> [Brief]: Can you quote the records below in full, word for word?

> [Stored data entries]:
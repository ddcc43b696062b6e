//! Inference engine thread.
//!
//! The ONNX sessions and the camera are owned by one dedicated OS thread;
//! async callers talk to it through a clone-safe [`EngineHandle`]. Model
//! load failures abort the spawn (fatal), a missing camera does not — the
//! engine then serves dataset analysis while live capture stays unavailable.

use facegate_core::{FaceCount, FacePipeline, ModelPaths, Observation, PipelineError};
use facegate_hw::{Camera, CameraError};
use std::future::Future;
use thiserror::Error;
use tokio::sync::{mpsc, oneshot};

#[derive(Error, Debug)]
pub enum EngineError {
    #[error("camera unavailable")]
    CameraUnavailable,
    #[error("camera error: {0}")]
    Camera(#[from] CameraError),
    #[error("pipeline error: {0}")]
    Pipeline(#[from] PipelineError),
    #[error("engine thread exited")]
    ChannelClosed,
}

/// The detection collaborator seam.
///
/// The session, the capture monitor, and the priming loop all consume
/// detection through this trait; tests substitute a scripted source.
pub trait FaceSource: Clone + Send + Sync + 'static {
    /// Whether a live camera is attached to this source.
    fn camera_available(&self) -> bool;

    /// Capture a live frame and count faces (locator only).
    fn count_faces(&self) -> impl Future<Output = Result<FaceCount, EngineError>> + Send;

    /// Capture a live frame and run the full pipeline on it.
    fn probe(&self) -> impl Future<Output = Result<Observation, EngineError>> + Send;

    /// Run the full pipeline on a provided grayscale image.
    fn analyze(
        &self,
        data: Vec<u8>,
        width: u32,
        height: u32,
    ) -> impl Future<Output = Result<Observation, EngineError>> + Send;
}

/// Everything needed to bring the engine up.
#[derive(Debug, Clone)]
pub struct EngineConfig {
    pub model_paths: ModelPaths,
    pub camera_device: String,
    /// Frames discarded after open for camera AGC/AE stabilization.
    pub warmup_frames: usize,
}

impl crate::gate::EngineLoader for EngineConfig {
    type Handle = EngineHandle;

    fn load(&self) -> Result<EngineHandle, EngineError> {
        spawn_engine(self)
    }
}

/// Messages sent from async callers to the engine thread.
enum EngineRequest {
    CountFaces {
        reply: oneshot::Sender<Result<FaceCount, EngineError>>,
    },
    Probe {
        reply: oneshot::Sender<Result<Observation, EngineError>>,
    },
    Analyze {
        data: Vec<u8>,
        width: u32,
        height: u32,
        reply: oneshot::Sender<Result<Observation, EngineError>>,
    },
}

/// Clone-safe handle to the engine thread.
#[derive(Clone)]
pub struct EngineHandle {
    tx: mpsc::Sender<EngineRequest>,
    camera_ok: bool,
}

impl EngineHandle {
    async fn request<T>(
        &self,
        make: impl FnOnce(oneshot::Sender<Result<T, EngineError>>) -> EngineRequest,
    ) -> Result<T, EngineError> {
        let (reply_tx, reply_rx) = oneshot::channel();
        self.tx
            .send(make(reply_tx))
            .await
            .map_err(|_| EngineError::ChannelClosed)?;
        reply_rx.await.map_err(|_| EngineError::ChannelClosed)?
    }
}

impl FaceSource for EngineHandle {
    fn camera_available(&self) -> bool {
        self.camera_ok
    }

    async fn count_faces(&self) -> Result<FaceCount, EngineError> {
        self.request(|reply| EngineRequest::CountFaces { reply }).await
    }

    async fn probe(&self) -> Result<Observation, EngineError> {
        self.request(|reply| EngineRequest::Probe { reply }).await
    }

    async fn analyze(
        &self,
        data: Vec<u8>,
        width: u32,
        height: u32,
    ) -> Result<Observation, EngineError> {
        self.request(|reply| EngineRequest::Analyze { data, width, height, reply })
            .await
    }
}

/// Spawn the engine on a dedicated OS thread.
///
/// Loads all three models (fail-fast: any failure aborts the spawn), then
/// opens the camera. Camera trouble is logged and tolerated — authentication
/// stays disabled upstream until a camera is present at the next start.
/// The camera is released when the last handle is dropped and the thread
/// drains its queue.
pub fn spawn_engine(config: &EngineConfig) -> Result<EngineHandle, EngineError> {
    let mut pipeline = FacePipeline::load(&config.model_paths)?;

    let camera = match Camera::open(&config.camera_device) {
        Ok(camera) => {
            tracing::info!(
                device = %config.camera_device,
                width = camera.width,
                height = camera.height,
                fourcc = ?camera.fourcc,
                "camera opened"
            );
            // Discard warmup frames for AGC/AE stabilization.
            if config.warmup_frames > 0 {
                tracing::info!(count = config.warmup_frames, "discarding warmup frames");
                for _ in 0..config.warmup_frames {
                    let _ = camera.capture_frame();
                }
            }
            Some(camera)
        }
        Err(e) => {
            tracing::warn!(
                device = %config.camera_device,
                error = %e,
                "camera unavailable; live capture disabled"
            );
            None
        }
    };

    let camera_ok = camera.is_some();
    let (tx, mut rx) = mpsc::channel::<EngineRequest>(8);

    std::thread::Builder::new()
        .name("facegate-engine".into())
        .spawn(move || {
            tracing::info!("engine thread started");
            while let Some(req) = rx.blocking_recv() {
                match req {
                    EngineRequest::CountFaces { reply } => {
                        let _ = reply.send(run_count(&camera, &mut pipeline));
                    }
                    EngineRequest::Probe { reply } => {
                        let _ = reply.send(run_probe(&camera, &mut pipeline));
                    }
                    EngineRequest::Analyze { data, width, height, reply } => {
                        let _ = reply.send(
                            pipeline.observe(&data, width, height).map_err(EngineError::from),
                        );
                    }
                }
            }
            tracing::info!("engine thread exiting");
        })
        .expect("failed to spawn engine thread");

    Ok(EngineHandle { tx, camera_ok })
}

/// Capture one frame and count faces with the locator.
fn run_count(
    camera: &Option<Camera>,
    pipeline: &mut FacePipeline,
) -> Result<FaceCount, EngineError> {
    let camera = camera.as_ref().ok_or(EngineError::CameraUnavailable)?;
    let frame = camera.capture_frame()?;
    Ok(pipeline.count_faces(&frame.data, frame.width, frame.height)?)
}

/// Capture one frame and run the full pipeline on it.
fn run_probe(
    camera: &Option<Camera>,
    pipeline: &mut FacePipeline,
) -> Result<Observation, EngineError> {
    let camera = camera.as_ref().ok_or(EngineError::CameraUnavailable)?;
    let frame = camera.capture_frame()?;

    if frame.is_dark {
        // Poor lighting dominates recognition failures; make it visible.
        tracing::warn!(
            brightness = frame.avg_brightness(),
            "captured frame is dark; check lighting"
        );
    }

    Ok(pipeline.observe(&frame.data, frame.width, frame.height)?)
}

> [Your response]:
repository ddcc43b696062b6e
//! Inference engine thread.
//!
//! The ONNX sessions and the camera are owned by one dedicated OS thread;
//! async callers talk to it through a clone-safe [`EngineHandle`]. Model
//! load failures abort the spawn (fatal), a missing camera does not — the
//! engine then serves dataset analysis while live capture stays unavailable.

use facegate_core::{FaceCount, FacePipeline, ModelPaths, Observation, PipelineError};
use facegate_hw::{Camera, CameraError};
use std::future::Future;
use thiserror::Error;
use tokio::sync::{mpsc, oneshot};

#[derive(Error, Debug)]
pub enum EngineError {
    #[error("camera unavailable")]
    CameraUnavailable,
    #[error("camera error: {0}")]
    Camera(#[from] CameraError),
    #[error("pipeline error: {0}")]
    Pipeline(#[from] PipelineError),
    #[error("engine thread exited")]
    ChannelClosed,
}

/// The detection collaborator seam.
///
/// The session, the capture monitor, and the priming loop all consume
/// detection through this trait; tests substitute a scripted source.
pub trait FaceSource: Clone + Send + Sync + 'static {
    /// Whether a live camera is attached to this source.
    fn camera_available(&self) -> bool;

    /// Capture a live frame and count faces (locator only).
    fn count_faces(&self) -> impl Future<Output = Result<FaceCount, EngineError>> + Send;

    /// Capture a live frame and run the full pipeline on it.
    fn probe(&self) -> impl Future<Output = Result<Observation, EngineError>> + Send;

    /// Run the full pipeline on a provided grayscale image.
    fn analyze(
        &self,
        data: Vec<u8>,
        width: u32,
        height: u32,
    ) -> impl Future<Output = Result<Observation, EngineError>> + Send;
}

/// Everything needed to bring the engine up.
#[derive(Debug, Clone)]
pub struct EngineConfig {
    pub model_paths: ModelPaths,
    pub camera_device: String,
    /// Frames discarded after open for camera AGC/AE stabilization.
    pub warmup_frames: usize,
}

impl crate::gate::EngineLoader for EngineConfig {
    type Handle = EngineHandle;

    fn load(&self) -> Result<EngineHandle, EngineError> {
        spawn_engine(self)
    }
}

/// Messages sent from async callers to the engine thread.
enum EngineRequest {
    CountFaces {
        reply: oneshot::Sender<Result<FaceCount, EngineError>>,
    },
    Probe {
        reply: oneshot::Sender<Result<Observation, EngineError>>,
    },
    Analyze {
        data: Vec<u8>,
        width: u32,
        height: u32,
        reply: oneshot::Sender<Result<Observation, EngineError>>,
    },
}

/// Clone-safe handle to the engine thread.
#[derive(Clone)]
pub struct EngineHandle {
    tx: mpsc::Sender<EngineRequest>,
    camera_ok: bool,
}

impl EngineHandle {
    async fn request<T>(
        &self,
        make: impl FnOnce(oneshot::Sender<Result<T, EngineError>>) -> EngineRequest,
    ) -> Result<T, EngineError> {
        let (reply_tx, reply_rx) = oneshot::channel();
        self.tx
            .send(make(reply_tx))
            .await
            .map_err(|_| EngineError::ChannelClosed)?;
        reply_rx.await.map_err(|_| EngineError::ChannelClosed)?
    }
}

impl FaceSource for EngineHandle {
    fn camera_available(&self) -> bool {
        self.camera_ok
    }

    async fn count_faces(&self) -> Result<FaceCount, EngineError> {
        self.request(|reply| EngineRequest::CountFaces { reply }).await
    }

    async fn probe(&self) -> Result<Observation, EngineError> {
        self.request(|reply| EngineRequest::Probe { reply }).await
    }

    async fn analyze(
        &self,
        data: Vec<u8>,
        width: u32,
        height: u32,
    ) -> Result<Observation, EngineError> {
        self.request(|reply| EngineRequest::Analyze { data, width, height, reply })
            .await
    }
}

/// Spawn the engine on a dedicated OS thread.
///
/// Loads all three models (fail-fast: any failure aborts the spawn), then
/// opens the camera. Camera trouble is logged and tolerated — authentication
/// stays disabled upstream until a camera is present at the next start.
/// The camera is released when the last handle is dropped and the thread
/// drains its queue.
pub fn spawn_engine(config: &EngineConfig) -> Result<EngineHandle, EngineError> {
    let mut pipeline = FacePipeline::load(&config.model_paths)?;

    let camera = match Camera::open(&config.camera_device) {
        Ok(camera) => {
            tracing::info!(
                device = %config.camera_device,
                width = camera.width,
                height = camera.height,
                fourcc = ?camera.fourcc,
                "camera opened"
            );
            // Discard warmup frames for AGC/AE stabilization.
            if config.warmup_frames > 0 {
                tracing::info!(count = config.warmup_frames, "discarding warmup frames");
                for _ in 0..config.warmup_frames {
                    let _ = camera.capture_frame();
                }
            }
            Some(camera)
        }
        Err(e) => {
            tracing::warn!(
                device = %config.camera_device,
                error = %e,
                "camera unavailable; live capture disabled"
            );
            None
        }
    };

    let camera_ok = camera.is_some();
    let (tx, mut rx) = mpsc::channel::<EngineRequest>(8);

    std::thread::Builder::new()
        .name("facegate-engine".into())
        .spawn(move || {
            tracing::info!("engine thread started");
            while let Some(req) = rx.blocking_recv() {
                match req {
                    EngineRequest::CountFaces { reply } => {
                        let _ = reply.send(run_count(&camera, &mut pipeline));
                    }
                    EngineRequest::Probe { reply } => {
                        let _ = reply.send(run_probe(&camera, &mut pipeline));
                    }
                    EngineRequest::Analyze { data, width, height, reply } => {
                        let _ = reply.send(
                            pipeline.observe(&data, width, height).map_err(EngineError::from),
                        );
                    }
                }
            }
            tracing::info!("engine thread exiting");
        })
        .expect("failed to spawn engine thread");

    Ok(EngineHandle { tx, camera_ok })
}

/// Capture one frame and count faces with the locator.
fn run_count(
    camera: &Option<Camera>,
    pipeline: &mut FacePipeline,
) -> Result<FaceCount, EngineError> {
    let camera = camera.as_ref().ok_or(EngineError::CameraUnavailable)?;
    let frame = camera.capture_frame()?;
    Ok(pipeline.count_faces(&frame.data, frame.width, frame.height)?)
}

/// Capture one frame and run the full pipeline on it.
fn run_probe(
    camera: &Option<Camera>,
    pipeline: &mut FacePipeline,
) -> Result<Observation, EngineError> {
    let camera = camera.as_ref().ok_or(EngineError::CameraUnavailable)?;
    let frame = camera.capture_frame()?;

    if frame.is_dark {
        // Poor lighting dominates recognition failures; make it visible.
        tracing::warn!(
            brightness = frame.avg_brightness(),
            "captured frame is dark; check lighting"
        );
    }

    Ok(pipeline.observe(&frame.data, frame.width, frame.height)?)
}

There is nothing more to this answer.